Figure 5.

Generation of rice tas3a/b/c mutants by CRISPR/Cas9. A, Schematic illustration of the rice tas3a-1, tas3a-2, tas3b-1, tas3b-2, tas3c-1, and tas3c-2 mutations. The TAS3 transcripts are diagramed as rectangles with the miR390 binding sites indicated in light gray. The brackets indicate 21-nt phased siRNAs. The inserted and deleted sequences are labeled in red and represented by dotted lines, respectively. B, Abundance of three representatives TAS3 siRNAs in WT, tas3a-1, tas3b-1, and tas3c-1. Note that TAS3a_siRNA16, TAS3b_siRNA1, and TAS3c_siRNA19 are generated from TAS3a, TAS3b, and TAS3c, respectively.
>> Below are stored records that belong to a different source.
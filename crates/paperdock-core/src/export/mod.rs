//! Serialization of query results to CSV and JSON.
//!
//! Presentation-only: consumes ranked records from the query engine and
//! never touches the store.

use thiserror::Error;

use crate::domain::PaperRecord;

#[derive(Debug, Clone, Copy, PartialEq, Eq)]
pub enum ExportFormat {
    Csv,
    Json,
}

#[derive(Debug, Error)]
pub enum ExportError {
    #[error("csv serialization failed: {0}")]
    Csv(String),

    #[error("json serialization failed: {0}")]
    Json(#[from] serde_json::Error),
}

impl From<csv::Error> for ExportError {
    fn from(e: csv::Error) -> Self {
        ExportError::Csv(e.to_string())
    }
}

/// Serialize records in the requested format.
pub fn export_records(records: &[PaperRecord], format: ExportFormat) -> Result<String, ExportError> {
    match format {
        ExportFormat::Csv => to_csv(records),
        ExportFormat::Json => Ok(serde_json::to_string_pretty(records)?),
    }
}

fn to_csv(records: &[PaperRecord]) -> Result<String, ExportError> {
    let mut writer = csv::Writer::from_writer(Vec::new());
    writer.write_record([
        "paper_id",
        "title",
        "authors",
        "sources",
        "url",
        "venue",
        "citation_count",
        "published_date",
        "full_text_available",
        "created_at",
        "updated_at",
    ])?;

    for record in records {
        let sources = record
            .source_ids
            .iter()
            .map(|s| format!("{}:{}", s.source, s.id))
            .collect::<Vec<_>>()
            .join("; ");
        writer.write_record([
            record.paper_id.as_str(),
            record.title.as_str(),
            &record.authors.join("; "),
            &sources,
            record.url.as_deref().unwrap_or(""),
            record.venue.as_deref().unwrap_or(""),
            &record
                .citation_count
                .map(|c| c.to_string())
                .unwrap_or_default(),
            &record
                .published_date
                .map(|d| d.format("%Y-%m-%d").to_string())
                .unwrap_or_default(),
            if record.full_text_available { "1" } else { "0" },
            &record.created_at.to_rfc3339(),
            &record.updated_at.to_rfc3339(),
        ])?;
    }

    let bytes = writer
        .into_inner()
        .map_err(|e| ExportError::Csv(e.to_string()))?;
    String::from_utf8(bytes).map_err(|e| ExportError::Csv(e.to_string()))
}
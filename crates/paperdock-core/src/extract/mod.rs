//! PDF text extraction.
//!
//! Wraps lopdf with typed outcomes for the failure modes that matter to
//! the repository: encrypted files, corrupt byte streams, and scanned
//! documents with no embedded text layer. Extraction never panics into
//! the caller; every failure path is a typed result.

use std::time::Duration;

use thiserror::Error;
use tracing::{debug, warn};

use crate::config::ExtractionConfig;

/// Bumped when the extraction pipeline changes behavior. Stored with each
/// index entry so re-extraction is triggered deliberately, not on every
/// query.
pub const EXTRACTOR_VERSION: u32 = 1;

#[derive(Debug, Clone, PartialEq, Error)]
pub enum ExtractError {
    /// Truncated or unparseable byte stream.
    #[error("malformed pdf: {0}")]
    Malformed(String),

    /// Encrypted or otherwise inaccessible document.
    #[error("pdf is encrypted or unreadable")]
    Unreadable,

    /// Extraction exceeded its wall-clock bound.
    #[error("extraction exceeded the {0:?} bound")]
    Timeout(Duration),
}

/// Page-ordered plain text pulled out of a PDF.
///
/// Empty `text` with a successful result means the document has no
/// embedded text layer (e.g. a scan): a valid outcome, distinct from a
/// parse failure.
#[derive(Debug, Clone, PartialEq)]
pub struct ExtractedText {
    pub text: String,
    pub pages_total: usize,
    pub pages_processed: usize,
    pub extractor_version: u32,
}

impl ExtractedText {
    pub fn is_empty(&self) -> bool {
        self.text.trim().is_empty()
    }
}

/// Converts PDF byte streams into plain text.
#[derive(Debug, Clone)]
pub struct TextExtractor {
    max_pages: usize,
}

impl TextExtractor {
    pub fn new(config: &ExtractionConfig) -> Self {
        Self {
            max_pages: config.max_pages,
        }
    }

    /// Extract page-ordered text. Idempotent: the same bytes always yield
    /// the same text for a given `EXTRACTOR_VERSION`.
    pub fn extract(&self, pdf_bytes: &[u8]) -> Result<ExtractedText, ExtractError> {
        // lopdf reports encryption either via the trailer on a parsed
        // document or as a load-time failure, depending on the file.
        let doc = match lopdf::Document::load_mem(pdf_bytes) {
            Ok(doc) => doc,
            Err(e) => {
                let message = e.to_string();
                let lowered = message.to_lowercase();
                if lowered.contains("crypt") || lowered.contains("password") {
                    return Err(ExtractError::Unreadable);
                }
                return Err(ExtractError::Malformed(message));
            }
        };

        if doc.is_encrypted() {
            return Err(ExtractError::Unreadable);
        }

        let pages = doc.get_pages();
        let pages_total = pages.len();
        if pages_total > self.max_pages {
            warn!(
                pages_total,
                max_pages = self.max_pages,
                "pdf exceeds page cap, processing the first pages only"
            );
        }

        let mut text = String::new();
        let mut pages_processed = 0;
        for (page_number, _) in pages.iter().take(self.max_pages) {
            // A page without a text layer, or with a broken content
            // stream, contributes nothing rather than failing the
            // document.
            match doc.extract_text(&[*page_number]) {
                Ok(page_text) => {
                    if !text.is_empty() {
                        text.push('\n');
                    }
                    text.push_str(page_text.trim_end());
                }
                Err(e) => {
                    debug!(page = page_number, error = %e, "no text extracted from page");
                }
            }
            pages_processed += 1;
        }

        Ok(ExtractedText {
            text,
            pages_total,
            pages_processed,
            extractor_version: EXTRACTOR_VERSION,
        })
    }
}
//! paperdock-core: local repository and search core for collected academic papers
//!
//! This library provides the storage side of a paper-collection tool:
//! - Canonical identity resolution across heterogeneous providers
//! - Durable, merge-on-upsert metadata storage (SQLite)
//! - PDF text extraction tolerant of malformed and image-only files
//! - A derived, rebuildable full-text index
//! - A composite query/filter/rank pipeline with CSV/JSON export
//!
//! Remote provider clients and PDF transport are collaborators: their
//! boundary types live in [`sources`], their implementations do not.

pub mod config;
pub mod domain;
pub mod export;
pub mod extract;
pub mod identity;
pub mod index;
pub mod jobs;
pub mod query;
pub mod sources;
pub mod store;

mod repository;

// Re-export main types for convenience
pub use config::{ExtractionConfig, RepositoryConfig};
pub use domain::{IndexEntry, PaperRecord, SourceId, VenueStat};
pub use export::{export_records, ExportError, ExportFormat};
pub use extract::{ExtractError, ExtractedText, TextExtractor, EXTRACTOR_VERSION};
pub use identity::{ReviewFlag, Resolution};
pub use index::{FullTextHit, FullTextIndex, IndexError};
pub use jobs::{ExtractionJobs, ExtractionStatus, JobError};
pub use query::{QueryCriteria, QueryError};
pub use repository::{FullTextContext, ReindexReport, Repository, RepositoryError};
pub use sources::{FetchError, PdfFetch, RawPaperMetadata, SourceError};
pub use store::{ListFilter, MetadataStore, StoreError, UpsertOutcome};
C, Northern blotting to detect TAS3a_siRNA5 in WT, tas3a-1 and tas3a-2, and TAS3b_siRNA1 in WT, tas3b-1 and tas3b-2. U6 was used as an internal control. D, Cumulative abundance of tasiR-ARFs (left side) and TAS3 siRNAs (right side) in WT, tas3a-1, tas3b-1, and tas3c-1. In (B) and (D), “RPM” is short for “reads per million mapped reads.” Significant differences as compared to WT are denoted by *P ≤ 0.05, **P ≤ 0.01, and ***P ≤ 0.001, respectively, with the P-values being derived from unpaired two-tailed t test. siRNA abundance is displayed as mean ± standard deviation of three biological repeats.